Start of Block
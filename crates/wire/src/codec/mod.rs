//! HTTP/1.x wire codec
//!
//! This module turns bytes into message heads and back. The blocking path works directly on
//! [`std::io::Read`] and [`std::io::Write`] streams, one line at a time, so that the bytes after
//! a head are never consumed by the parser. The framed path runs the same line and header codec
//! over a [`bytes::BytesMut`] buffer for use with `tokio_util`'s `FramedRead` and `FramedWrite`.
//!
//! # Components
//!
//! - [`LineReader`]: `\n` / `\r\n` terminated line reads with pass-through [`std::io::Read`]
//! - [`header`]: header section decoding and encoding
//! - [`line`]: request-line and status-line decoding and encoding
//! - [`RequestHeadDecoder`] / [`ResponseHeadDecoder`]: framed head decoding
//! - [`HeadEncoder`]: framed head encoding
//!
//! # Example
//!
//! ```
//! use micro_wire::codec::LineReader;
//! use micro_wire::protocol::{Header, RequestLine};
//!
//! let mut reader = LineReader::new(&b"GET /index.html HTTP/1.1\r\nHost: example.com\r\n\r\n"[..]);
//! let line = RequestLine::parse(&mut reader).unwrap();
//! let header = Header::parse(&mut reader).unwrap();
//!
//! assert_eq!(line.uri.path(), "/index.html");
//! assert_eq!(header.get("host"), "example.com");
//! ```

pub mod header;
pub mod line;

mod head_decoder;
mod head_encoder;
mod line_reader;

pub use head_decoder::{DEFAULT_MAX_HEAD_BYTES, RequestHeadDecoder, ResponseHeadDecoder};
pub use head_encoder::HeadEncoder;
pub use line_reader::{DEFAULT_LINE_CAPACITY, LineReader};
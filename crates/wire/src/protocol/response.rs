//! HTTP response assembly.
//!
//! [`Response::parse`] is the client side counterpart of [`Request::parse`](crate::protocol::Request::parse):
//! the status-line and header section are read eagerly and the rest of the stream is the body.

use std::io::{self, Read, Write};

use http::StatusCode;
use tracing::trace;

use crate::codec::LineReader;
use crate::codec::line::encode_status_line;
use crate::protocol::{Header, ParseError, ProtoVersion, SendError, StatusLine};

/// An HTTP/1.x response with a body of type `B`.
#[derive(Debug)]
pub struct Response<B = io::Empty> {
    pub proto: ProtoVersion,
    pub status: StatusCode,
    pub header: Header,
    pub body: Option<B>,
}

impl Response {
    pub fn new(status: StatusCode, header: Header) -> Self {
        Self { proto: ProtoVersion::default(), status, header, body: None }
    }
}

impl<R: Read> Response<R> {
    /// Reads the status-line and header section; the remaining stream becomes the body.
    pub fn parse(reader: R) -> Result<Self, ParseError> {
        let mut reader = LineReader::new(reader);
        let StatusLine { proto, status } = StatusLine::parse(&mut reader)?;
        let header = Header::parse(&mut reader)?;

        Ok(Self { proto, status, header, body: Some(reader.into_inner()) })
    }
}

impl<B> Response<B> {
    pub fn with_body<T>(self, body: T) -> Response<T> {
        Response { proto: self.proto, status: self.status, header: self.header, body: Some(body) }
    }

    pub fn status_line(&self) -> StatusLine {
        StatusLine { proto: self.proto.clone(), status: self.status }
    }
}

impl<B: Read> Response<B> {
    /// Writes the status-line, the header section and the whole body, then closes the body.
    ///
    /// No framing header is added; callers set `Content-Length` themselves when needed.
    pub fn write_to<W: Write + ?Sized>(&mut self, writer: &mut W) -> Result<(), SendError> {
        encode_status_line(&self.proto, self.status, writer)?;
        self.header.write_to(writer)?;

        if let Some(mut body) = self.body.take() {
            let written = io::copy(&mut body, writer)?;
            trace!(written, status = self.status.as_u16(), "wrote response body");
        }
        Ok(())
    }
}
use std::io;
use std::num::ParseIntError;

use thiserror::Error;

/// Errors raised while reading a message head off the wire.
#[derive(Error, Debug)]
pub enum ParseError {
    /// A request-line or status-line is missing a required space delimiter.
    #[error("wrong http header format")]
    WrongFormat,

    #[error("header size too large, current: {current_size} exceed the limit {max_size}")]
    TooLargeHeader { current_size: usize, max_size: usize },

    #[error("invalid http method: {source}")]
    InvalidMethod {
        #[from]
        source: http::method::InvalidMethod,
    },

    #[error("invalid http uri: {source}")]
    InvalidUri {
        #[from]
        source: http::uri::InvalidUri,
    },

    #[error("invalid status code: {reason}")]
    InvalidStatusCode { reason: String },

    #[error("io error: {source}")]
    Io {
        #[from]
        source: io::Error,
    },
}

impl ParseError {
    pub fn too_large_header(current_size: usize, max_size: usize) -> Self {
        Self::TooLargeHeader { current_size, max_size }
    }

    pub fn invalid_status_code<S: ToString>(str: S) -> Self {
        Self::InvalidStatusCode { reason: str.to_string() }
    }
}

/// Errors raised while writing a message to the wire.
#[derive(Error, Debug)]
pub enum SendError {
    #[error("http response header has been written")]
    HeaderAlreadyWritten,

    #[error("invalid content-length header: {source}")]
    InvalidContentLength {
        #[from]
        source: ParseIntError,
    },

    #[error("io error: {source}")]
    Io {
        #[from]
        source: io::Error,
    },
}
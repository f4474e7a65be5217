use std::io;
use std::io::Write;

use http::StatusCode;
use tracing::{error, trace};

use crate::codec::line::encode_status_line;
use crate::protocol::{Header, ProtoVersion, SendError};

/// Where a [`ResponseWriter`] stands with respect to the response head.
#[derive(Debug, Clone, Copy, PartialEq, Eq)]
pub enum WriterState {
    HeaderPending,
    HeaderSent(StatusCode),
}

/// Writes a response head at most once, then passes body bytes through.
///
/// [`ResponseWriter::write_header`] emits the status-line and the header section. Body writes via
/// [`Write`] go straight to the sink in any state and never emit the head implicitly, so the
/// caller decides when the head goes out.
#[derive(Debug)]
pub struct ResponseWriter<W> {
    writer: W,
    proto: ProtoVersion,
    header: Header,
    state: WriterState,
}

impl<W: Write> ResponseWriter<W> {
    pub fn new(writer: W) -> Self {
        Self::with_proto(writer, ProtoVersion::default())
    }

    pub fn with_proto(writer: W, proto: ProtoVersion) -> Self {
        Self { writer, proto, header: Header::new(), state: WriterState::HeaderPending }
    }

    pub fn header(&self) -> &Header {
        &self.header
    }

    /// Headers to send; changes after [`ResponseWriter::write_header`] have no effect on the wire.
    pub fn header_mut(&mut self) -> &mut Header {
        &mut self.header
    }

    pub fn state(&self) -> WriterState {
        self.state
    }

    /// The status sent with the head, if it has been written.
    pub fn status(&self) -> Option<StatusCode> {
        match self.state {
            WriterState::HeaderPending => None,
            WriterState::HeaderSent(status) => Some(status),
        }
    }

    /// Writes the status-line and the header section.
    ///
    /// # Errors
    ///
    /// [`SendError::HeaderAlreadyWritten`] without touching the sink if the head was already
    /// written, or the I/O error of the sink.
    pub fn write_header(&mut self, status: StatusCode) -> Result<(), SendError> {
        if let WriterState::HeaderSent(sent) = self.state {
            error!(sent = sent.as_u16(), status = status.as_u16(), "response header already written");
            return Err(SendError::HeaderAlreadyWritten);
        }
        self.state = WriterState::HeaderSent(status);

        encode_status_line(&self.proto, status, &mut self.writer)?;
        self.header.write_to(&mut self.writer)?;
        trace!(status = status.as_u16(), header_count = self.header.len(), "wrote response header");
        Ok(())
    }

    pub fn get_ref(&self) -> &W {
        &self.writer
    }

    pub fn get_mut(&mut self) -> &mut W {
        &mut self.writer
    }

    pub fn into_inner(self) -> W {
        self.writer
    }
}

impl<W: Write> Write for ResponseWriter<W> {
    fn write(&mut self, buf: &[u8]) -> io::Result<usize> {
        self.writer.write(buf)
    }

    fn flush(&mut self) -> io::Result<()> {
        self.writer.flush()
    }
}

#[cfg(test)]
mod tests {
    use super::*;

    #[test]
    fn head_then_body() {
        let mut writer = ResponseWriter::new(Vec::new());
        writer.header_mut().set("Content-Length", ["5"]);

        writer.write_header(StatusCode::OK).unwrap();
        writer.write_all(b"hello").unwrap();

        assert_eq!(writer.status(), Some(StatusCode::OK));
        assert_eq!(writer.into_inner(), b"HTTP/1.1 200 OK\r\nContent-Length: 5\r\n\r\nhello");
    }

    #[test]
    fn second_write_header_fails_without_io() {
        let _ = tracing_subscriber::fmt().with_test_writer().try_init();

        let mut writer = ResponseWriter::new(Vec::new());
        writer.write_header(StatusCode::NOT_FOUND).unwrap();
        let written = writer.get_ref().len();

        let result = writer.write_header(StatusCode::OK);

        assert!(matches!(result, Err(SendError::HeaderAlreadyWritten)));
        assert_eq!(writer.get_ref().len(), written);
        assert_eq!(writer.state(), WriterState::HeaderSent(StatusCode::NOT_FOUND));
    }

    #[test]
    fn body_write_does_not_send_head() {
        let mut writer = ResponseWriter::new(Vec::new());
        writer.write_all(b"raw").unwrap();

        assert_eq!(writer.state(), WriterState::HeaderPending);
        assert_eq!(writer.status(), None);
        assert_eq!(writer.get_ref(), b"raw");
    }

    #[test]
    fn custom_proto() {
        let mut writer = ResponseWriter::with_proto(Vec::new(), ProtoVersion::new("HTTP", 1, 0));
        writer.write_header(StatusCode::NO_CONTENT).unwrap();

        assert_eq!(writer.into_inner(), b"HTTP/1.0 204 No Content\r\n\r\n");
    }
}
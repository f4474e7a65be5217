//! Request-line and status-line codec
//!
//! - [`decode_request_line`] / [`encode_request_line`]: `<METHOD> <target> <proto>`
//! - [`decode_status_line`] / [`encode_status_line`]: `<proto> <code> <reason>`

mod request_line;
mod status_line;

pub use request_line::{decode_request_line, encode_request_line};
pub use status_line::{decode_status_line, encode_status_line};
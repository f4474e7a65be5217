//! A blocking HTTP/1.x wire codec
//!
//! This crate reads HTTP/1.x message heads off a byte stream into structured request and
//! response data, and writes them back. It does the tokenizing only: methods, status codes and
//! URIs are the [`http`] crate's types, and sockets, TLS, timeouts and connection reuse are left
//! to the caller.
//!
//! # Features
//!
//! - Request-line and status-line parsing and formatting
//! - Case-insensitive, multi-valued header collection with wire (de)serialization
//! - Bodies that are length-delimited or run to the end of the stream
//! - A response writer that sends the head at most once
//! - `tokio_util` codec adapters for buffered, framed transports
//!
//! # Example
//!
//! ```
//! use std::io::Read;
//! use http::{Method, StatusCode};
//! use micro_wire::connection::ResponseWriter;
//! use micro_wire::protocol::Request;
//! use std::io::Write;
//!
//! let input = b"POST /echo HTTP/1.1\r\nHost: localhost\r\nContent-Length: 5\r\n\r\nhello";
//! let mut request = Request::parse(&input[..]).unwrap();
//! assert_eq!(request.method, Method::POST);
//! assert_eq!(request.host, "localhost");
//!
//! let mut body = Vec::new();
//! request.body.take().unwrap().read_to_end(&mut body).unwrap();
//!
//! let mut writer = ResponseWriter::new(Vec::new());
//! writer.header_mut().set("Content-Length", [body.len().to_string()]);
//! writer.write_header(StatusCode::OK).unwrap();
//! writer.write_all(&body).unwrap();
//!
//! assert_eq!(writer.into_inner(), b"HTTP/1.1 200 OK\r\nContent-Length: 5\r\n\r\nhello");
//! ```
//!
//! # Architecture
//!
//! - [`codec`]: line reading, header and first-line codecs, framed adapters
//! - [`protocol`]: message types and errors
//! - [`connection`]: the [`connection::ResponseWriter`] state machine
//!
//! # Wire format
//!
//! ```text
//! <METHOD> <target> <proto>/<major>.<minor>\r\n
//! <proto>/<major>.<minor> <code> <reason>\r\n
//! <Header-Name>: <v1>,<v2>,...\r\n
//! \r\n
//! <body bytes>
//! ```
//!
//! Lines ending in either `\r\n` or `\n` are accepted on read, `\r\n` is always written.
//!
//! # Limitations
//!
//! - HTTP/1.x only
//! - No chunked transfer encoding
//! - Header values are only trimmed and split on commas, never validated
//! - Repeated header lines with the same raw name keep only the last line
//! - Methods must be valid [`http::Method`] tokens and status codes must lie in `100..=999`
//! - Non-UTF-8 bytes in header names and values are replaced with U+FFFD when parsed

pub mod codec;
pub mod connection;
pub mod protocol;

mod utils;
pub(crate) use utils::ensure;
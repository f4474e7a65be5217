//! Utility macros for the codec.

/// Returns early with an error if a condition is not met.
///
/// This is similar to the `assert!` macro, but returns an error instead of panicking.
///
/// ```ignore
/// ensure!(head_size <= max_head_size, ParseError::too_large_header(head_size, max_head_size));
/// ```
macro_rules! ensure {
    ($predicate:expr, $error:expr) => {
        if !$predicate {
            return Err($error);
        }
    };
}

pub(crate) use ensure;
End of Block
Problem details
Lines above that contain the string "raised" make up the answer.

Solution to this problem
/// Errors raised while reading a message head off the wire.
/// Errors raised while writing a message to the wire.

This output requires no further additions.